Al di fuori di questa breve sinossi, Halo della Paramount+ si discosta dalla sua amata IP e si svolge in quella che i suoi creatori chiamano “Silver Timeline”, che era destinata a scompigliare alcune piume. Prima ancora che la serie debuttasse, il discorso online era pronto a mettere in discussione la decisione di mostrare molto Master Chief (dopo aver avuto solo un assaggio della sua testa durante le partite), l’aspetto non così blu di Cortana e un focus su personaggi più deboli e meno interessanti. Un mese dopo che Halo ha abbandonato il finale della prima stagione, le lamentele più dure derivano dal suo apparente disprezzo per il materiale originale a favore di una storia generica (matura con i tropi della fantascienza) che criminalizza l’umanità piuttosto che il nemico a portata di mano.
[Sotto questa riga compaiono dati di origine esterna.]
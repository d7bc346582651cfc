//! wadforge CLI
//!
//! Command-line interface for format detection, archive listing, extraction
//! and repacking, and image conversion.

use std::collections::HashMap;
use std::fs;
use std::path::{Component, Path, PathBuf};
use std::sync::Arc;

use anyhow::{bail, Context, Result};
use clap::{Args, Parser, Subcommand};
use tracing::{debug, info, warn};

use wadforge_formats::compression::Level;
use wadforge_formats::logging::{self, TracingConfig};
use wadforge_formats::{
    classify_archive, Archive, ConvertOptions, OpenOptions, Palette, TransparencyMode, TreeNode, WriteOptions,
    BUILTIN,
};

/// wadforge - legacy game data toolkit
#[derive(Parser)]
#[command(name = "wadforge")]
#[command(author, version, about, long_about = None)]
#[command(propagate_version = true)]
struct Cli {
    /// Enable verbose output (-v, -vv, -vvv)
    #[arg(short, long, action = clap::ArgAction::Count, global = true)]
    verbose: u8,

    /// Output format for structured data
    #[arg(long, global = true, default_value = "text")]
    format: OutputFormat,

    #[command(subcommand)]
    command: Commands,
}

#[derive(Clone, Copy, Debug, Default, PartialEq, Eq)]
enum OutputFormat {
    #[default]
    Text,
    Json,
}

impl std::str::FromStr for OutputFormat {
    type Err = String;

    fn from_str(s: &str) -> Result<Self, Self::Err> {
        match s.to_lowercase().as_str() {
            "text" => Ok(OutputFormat::Text),
            "json" => Ok(OutputFormat::Json),
            _ => Err(format!("Unknown format: {s}")),
        }
    }
}

#[derive(Subcommand)]
enum Commands {
    /// Identify the format of a file
    Detect(DetectArgs),

    /// List the entries of an archive
    List(ListArgs),

    /// Extract entries from an archive
    Extract(ExtractArgs),

    /// Rewrite an archive in its own format
    Repack(RepackArgs),

    /// Show the header information of an image
    ImageInfo(ImageInfoArgs),

    /// Convert an image to another image format
    Convert(ConvertArgs),

    /// List every registered format
    Formats,
}

#[derive(Args)]
struct DetectArgs {
    /// File to inspect
    path: PathBuf,

    /// Show every matching format, not just the best
    #[arg(long)]
    all: bool,
}

#[derive(Args)]
struct ListArgs {
    /// Path to the archive
    archive: PathBuf,

    /// Filter by path pattern (`*` wildcards)
    #[arg(short, long)]
    pattern: Option<String>,

    /// Detect the format of every entry
    #[arg(short, long)]
    classify: bool,
}

#[derive(Args)]
struct ExtractArgs {
    /// Path to the archive
    archive: PathBuf,

    /// Output directory
    #[arg(short, long)]
    output: PathBuf,

    /// Filter by path pattern (`*` wildcards)
    #[arg(short, long)]
    pattern: Option<String>,

    /// Overwrite existing files
    #[arg(long)]
    overwrite: bool,

    /// Show what would be extracted
    #[arg(long)]
    dry_run: bool,
}

#[derive(Args)]
struct RepackArgs {
    /// Path to the archive
    archive: PathBuf,

    /// Output file
    #[arg(short, long)]
    output: PathBuf,

    /// Compression level for recompressed entries (0-9)
    #[arg(long, default_value = "6")]
    level: u8,
}

#[derive(Args)]
struct ImageInfoArgs {
    /// Image file
    path: PathBuf,
}

#[derive(Args)]
struct ConvertArgs {
    /// Source image
    input: PathBuf,

    /// Target codec id (see `formats`)
    #[arg(long)]
    to: String,

    /// Output file
    #[arg(short, long)]
    output: PathBuf,

    /// PLAYPAL or raw 768-byte palette used for paletted targets
    #[arg(long)]
    palette: Option<PathBuf>,

    /// Alpha below this is transparent when reducing to a palette
    #[arg(long, default_value = "128")]
    alpha_threshold: u8,
}

fn main() -> Result<()> {
    let cli = Cli::parse();
    logging::init_with_config(TracingConfig::for_verbosity(cli.verbose));

    match cli.command {
        Commands::Detect(args) => cmd_detect(args, cli.format),
        Commands::List(args) => cmd_list(args, cli.format),
        Commands::Extract(args) => cmd_extract(args),
        Commands::Repack(args) => cmd_repack(args),
        Commands::ImageInfo(args) => cmd_image_info(args, cli.format),
        Commands::Convert(args) => cmd_convert(args),
        Commands::Formats => cmd_formats(cli.format),
    }
}

fn read_file(path: &Path) -> Result<Vec<u8>> {
    fs::read(path).with_context(|| format!("Failed to read {}", path.display()))
}

fn open_archive(path: &Path) -> Result<Archive> {
    info!("Opening archive: {:?}", path);
    let data = read_file(path)?;
    let mut options = OpenOptions::default();
    if let Some(name) = path.file_name().and_then(|n| n.to_str()) {
        options = options.with_name_hint(name);
    }
    BUILTIN
        .archives
        .open(data, options, None)
        .with_context(|| format!("Failed to open archive {}", path.display()))
}

fn cmd_detect(args: DetectArgs, format: OutputFormat) -> Result<()> {
    let data = read_file(&args.path)?;
    let matches: Vec<_> = if args.all {
        BUILTIN.formats.detect_all(&data)
    } else {
        let best = BUILTIN.formats.detect_with_confidence(&data);
        vec![(best.descriptor, best.confidence)]
    };

    match format {
        OutputFormat::Json => {
            let json: Vec<_> = matches
                .iter()
                .map(|(descriptor, confidence)| {
                    serde_json::json!({
                        "id": descriptor.id,
                        "name": descriptor.name,
                        "category": descriptor.category,
                        "confidence": confidence,
                    })
                })
                .collect();
            println!("{}", serde_json::to_string_pretty(&json)?);
        }
        OutputFormat::Text => {
            if matches.is_empty() {
                println!("{}: unknown", args.path.display());
            }
            for (descriptor, confidence) in &matches {
                println!(
                    "{}: {} ({}, {}) [{}]",
                    args.path.display(),
                    descriptor.id,
                    descriptor.name,
                    descriptor.category,
                    confidence
                );
            }
        }
    }
    Ok(())
}

fn cmd_list(args: ListArgs, format: OutputFormat) -> Result<()> {
    let mut archive = open_archive(&args.archive)?;
    if args.classify {
        let recognised = classify_archive(&mut archive)?;
        debug!(recognised, "classified entries");
    }

    let entries: Vec<_> = match args.pattern {
        Some(ref pattern) => archive.find(pattern),
        None => archive
            .walk()
            .into_iter()
            .filter_map(|node| match node {
                TreeNode::File { path, entry, .. } => Some((path, entry)),
                TreeNode::Folder { .. } => None,
            })
            .collect(),
    };

    match format {
        OutputFormat::Json => {
            let json: Vec<_> = entries
                .iter()
                .map(|(path, entry)| {
                    serde_json::json!({
                        "path": path,
                        "size": entry.size(),
                        "size_on_disk": entry.size_on_disk,
                        "offset": entry.offset_on_disk,
                        "format": entry.format_id,
                    })
                })
                .collect();
            println!("{}", serde_json::to_string_pretty(&json)?);
        }
        OutputFormat::Text => {
            println!("{:<12} {:<12} {:<12} Path", "Size", "Stored", "Type");
            println!("{:-<12} {:-<12} {:-<12} {:-<40}", "", "", "", "");
            for (path, entry) in &entries {
                println!(
                    "{:<12} {:<12} {:<12} {}",
                    format_size(entry.size()),
                    format_size(entry.size_on_disk),
                    entry.format_id.as_deref().unwrap_or("-"),
                    path
                );
            }
            let stats = archive.statistics();
            println!(
                "\nTotal: {} entries ({} markers), {} in {} directories",
                stats.total_entries,
                stats.marker_count,
                format_size(stats.total_size),
                stats.directory_count
            );
        }
    }
    Ok(())
}

/// Join an archive path under `root`, refusing anything that escapes it
fn output_path(root: &Path, entry_path: &str) -> Result<PathBuf> {
    let relative = Path::new(entry_path);
    if relative
        .components()
        .any(|c| !matches!(c, Component::Normal(_)))
    {
        bail!("Refusing to extract unsafe path: {entry_path}");
    }
    Ok(root.join(relative))
}

fn cmd_extract(args: ExtractArgs) -> Result<()> {
    let archive = open_archive(&args.archive)?;

    let selected: Vec<_> = match args.pattern {
        Some(ref pattern) => archive.find(pattern),
        None => archive
            .walk()
            .into_iter()
            .filter_map(|node| match node {
                TreeNode::File { path, entry, .. } => Some((path, entry)),
                TreeNode::Folder { .. } => None,
            })
            .collect(),
    };
    info!("Found {} entries to extract", selected.len());

    // WADs repeat lump names; later copies get a numeric suffix
    let mut seen: HashMap<String, usize> = HashMap::new();
    let mut targets = Vec::with_capacity(selected.len());
    for (path, entry) in selected {
        let count = seen.entry(path.to_lowercase()).or_insert(0);
        let unique = if *count == 0 { path.clone() } else { format!("{path}.{count}") };
        *count += 1;
        targets.push((unique, entry));
    }

    if args.dry_run {
        println!("Dry run - would extract {} entries:", targets.len());
        for (path, _) in &targets {
            println!("  {path}");
        }
        return Ok(());
    }

    fs::create_dir_all(&args.output).context("Failed to create output directory")?;

    let (mut extracted, mut skipped, mut errors) = (0usize, 0usize, 0usize);
    for (path, entry) in targets {
        let destination = output_path(&args.output, &path)?;
        if destination.exists() && !args.overwrite {
            debug!("Skipping existing file: {:?}", destination);
            skipped += 1;
            continue;
        }
        if let Some(parent) = destination.parent() {
            fs::create_dir_all(parent)?;
        }

        match archive.payload(entry) {
            Ok(data) => {
                fs::write(&destination, &data)
                    .with_context(|| format!("Failed to write {}", destination.display()))?;
                extracted += 1;
                debug!("Extracted: {}", path);
            }
            Err(e) => {
                warn!("Failed to extract {}: {}", path, e);
                errors += 1;
            }
        }
    }

    println!("Extraction complete:");
    println!("  Extracted: {extracted}");
    println!("  Skipped:   {skipped}");
    println!("  Errors:    {errors}");
    Ok(())
}

fn cmd_repack(args: RepackArgs) -> Result<()> {
    let archive = open_archive(&args.archive)?;
    let options = WriteOptions {
        compression_level: Level::new(args.level),
    };
    let bytes = archive
        .write(&options)
        .with_context(|| format!("Failed to write {} archive", archive.format().id()))?;
    fs::write(&args.output, &bytes).with_context(|| format!("Failed to write {}", args.output.display()))?;

    println!(
        "Wrote {} entries to {} ({})",
        archive.entry_count(),
        args.output.display(),
        format_size(bytes.len() as u64)
    );
    Ok(())
}

fn cmd_image_info(args: ImageInfoArgs, format: OutputFormat) -> Result<()> {
    let data = read_file(&args.path)?;
    let Some((codec, confidence)) = BUILTIN.images.detect(&data) else {
        bail!("{} is not a recognised image", args.path.display());
    };
    let info = codec
        .info(&data)
        .with_context(|| format!("Failed to read {} header", codec.name()))?;

    match format {
        OutputFormat::Json => {
            let json = serde_json::json!({
                "codec": codec.id(),
                "name": codec.name(),
                "confidence": confidence,
                "info": info,
            });
            println!("{}", serde_json::to_string_pretty(&json)?);
        }
        OutputFormat::Text => {
            println!("{}: {} [{}]", args.path.display(), codec.name(), confidence);
            println!("  Size:    {}x{}", info.width, info.height);
            println!("  Format:  {}", info.format);
            println!("  Offsets: {}, {}", info.offset_x, info.offset_y);
        }
    }
    Ok(())
}

fn load_palette(path: &Path) -> Result<Palette> {
    let data = read_file(path)?;
    Palette::from_playpal(&data).with_context(|| format!("Failed to read palette {}", path.display()))
}

fn cmd_convert(args: ConvertArgs) -> Result<()> {
    let data = read_file(&args.input)?;
    let image = BUILTIN
        .images
        .decode(&data)
        .with_context(|| format!("Failed to decode {}", args.input.display()))?;
    let target = BUILTIN
        .images
        .get(&args.to)
        .with_context(|| format!("No image codec named '{}'", args.to))?;

    let palette = args.palette.as_deref().map(load_palette).transpose()?.map(Arc::new);
    let mut options = ConvertOptions::default().with_transparency(TransparencyMode::AlphaThreshold(args.alpha_threshold));
    if let Some(ref palette) = palette {
        options = options.with_palette(Arc::clone(palette));
    }

    let writable = target
        .convert_writable(&image, &options)
        .with_context(|| format!("Cannot convert to {}", target.name()))?;
    let bytes = target.encode(&writable, palette.as_deref())?;
    fs::write(&args.output, &bytes).with_context(|| format!("Failed to write {}", args.output.display()))?;

    println!(
        "Converted {}x{} {} image to {} ({})",
        image.width(),
        image.height(),
        image.format(),
        target.name(),
        format_size(bytes.len() as u64)
    );
    Ok(())
}

fn cmd_formats(format: OutputFormat) -> Result<()> {
    match format {
        OutputFormat::Json => {
            let json: Vec<_> = BUILTIN
                .formats
                .list()
                .map(|d| {
                    serde_json::json!({
                        "id": d.id,
                        "name": d.name,
                        "category": d.category,
                        "reliability": d.reliability,
                        "extensions": d.extensions,
                    })
                })
                .collect();
            println!("{}", serde_json::to_string_pretty(&json)?);
        }
        OutputFormat::Text => {
            println!("{:<14} {:<10} {:>4}  Name", "Id", "Category", "Rel");
            println!("{:-<14} {:-<10} {:->4}  {:-<30}", "", "", "", "");
            for d in BUILTIN.formats.list() {
                println!("{:<14} {:<10} {:>4}  {}", d.id, d.category.to_string(), d.reliability, d.name);
            }
        }
    }
    Ok(())
}

fn format_size(bytes: u64) -> String {
    const KB: u64 = 1024;
    const MB: u64 = KB * 1024;
    const GB: u64 = MB * 1024;

    if bytes >= GB {
        format!("{:.2} GB", bytes as f64 / GB as f64)
    } else if bytes >= MB {
        format!("{:.2} MB", bytes as f64 / MB as f64)
    } else if bytes >= KB {
        format!("{:.2} KB", bytes as f64 / KB as f64)
    } else {
        format!("{bytes} B")
    }
}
Sembrerebbe che il team creativo di Halo stia prendendo a cuore queste critiche.

Con Halo che debutterà a un nuovo pubblico nel Regno Unito il 22 giugno, il produttore del franchise Wolfkill ha recentemente parlato con GamesRadar+. Ha detto che il team creativo di Halo sta accogliendo tutte le critiche e gli elogi dei social media della stagione 1 mentre sviluppano la stagione 2. Leggi la citazione completa di seguito:

“Stiamo ancora ricevendo feedback. Per me è interessante vedere personaggi che risuonano o meno. Dirò, filosoficamente, [we are] assolutamente guardando tutti i feedback, buoni e cattivi, da ogni episodio. E queste sono le cose che porteranno avanti come apprendimenti nella seconda stagione, proprio come tutti gli apprendimenti che abbiamo avuto nella prima stagione [that] superiamo il corso della produzione, li porteremo avanti. Guarderemo tutto… Leggiamo tutto nella prima stagione e penseremo a come daremo forma a questo andando avanti”.

Wolfkill ha continuato parlando di come “con la serie televisiva, speriamo di parlare con i fan di Halo, ma anche con le persone che li circondano”. Come nel caso di molti adattamenti, i creatori e/o le reti spesso si sforzano troppo di fare appello alle masse affinché tradiscano ciò che ha reso l’IP amata in primo luogo. Halo di Paramount+ ha fatto dei passi falsi. Tuttavia, la controversia che circonda le sue decisioni creative ha oscurato il suo potenziale latente, visto in elementi come sequenze d’azione davvero soddisfacenti (e nostalgiche), astute interpretazioni di Schreiber e Natascha McElhone e l’inimitabile lavoro vocale di Jen Taylor nei panni di Cortana. Anche se la prima stagione di Halo potrebbe non essere stata all’altezza delle aspettative dei fan più accaniti, ha intrattenuto le masse.

C’è un’enorme pressione per fare bene da parte di un franchise di giochi di 21 anni che molti ricordano di aver avuto con la loro prima Xbox nel 2001, lo stesso anno in cui è stato rilasciato il romanzo tie-in di Combat Evolved, The Fall of Reach. Per quanto riguarda le convenienze come Halo, ascoltare i fan dovrebbe essere scontato perché lo spettacolo non esisterebbe senza di loro. Troppo spesso, i franchise consolidati vengono munti piuttosto che migliorati e Halo è in grado di basarsi su ciò che è venuto prima. Poiché aderisce piacevolmente al feedback, la stagione 2 sarà quasi sicuramente diversa dalla stagione 1 con il nuovo showrunner David Wiener (Brave New World, Fear the Walking Dead). Tecnicamente, Halo si svolge prima dei giochi e sarà interessante vedere come Wiener sceglie di allinearsi con eventi come “The Fall of Reach” e concentrarsi sui personaggi che risuonano andando avanti.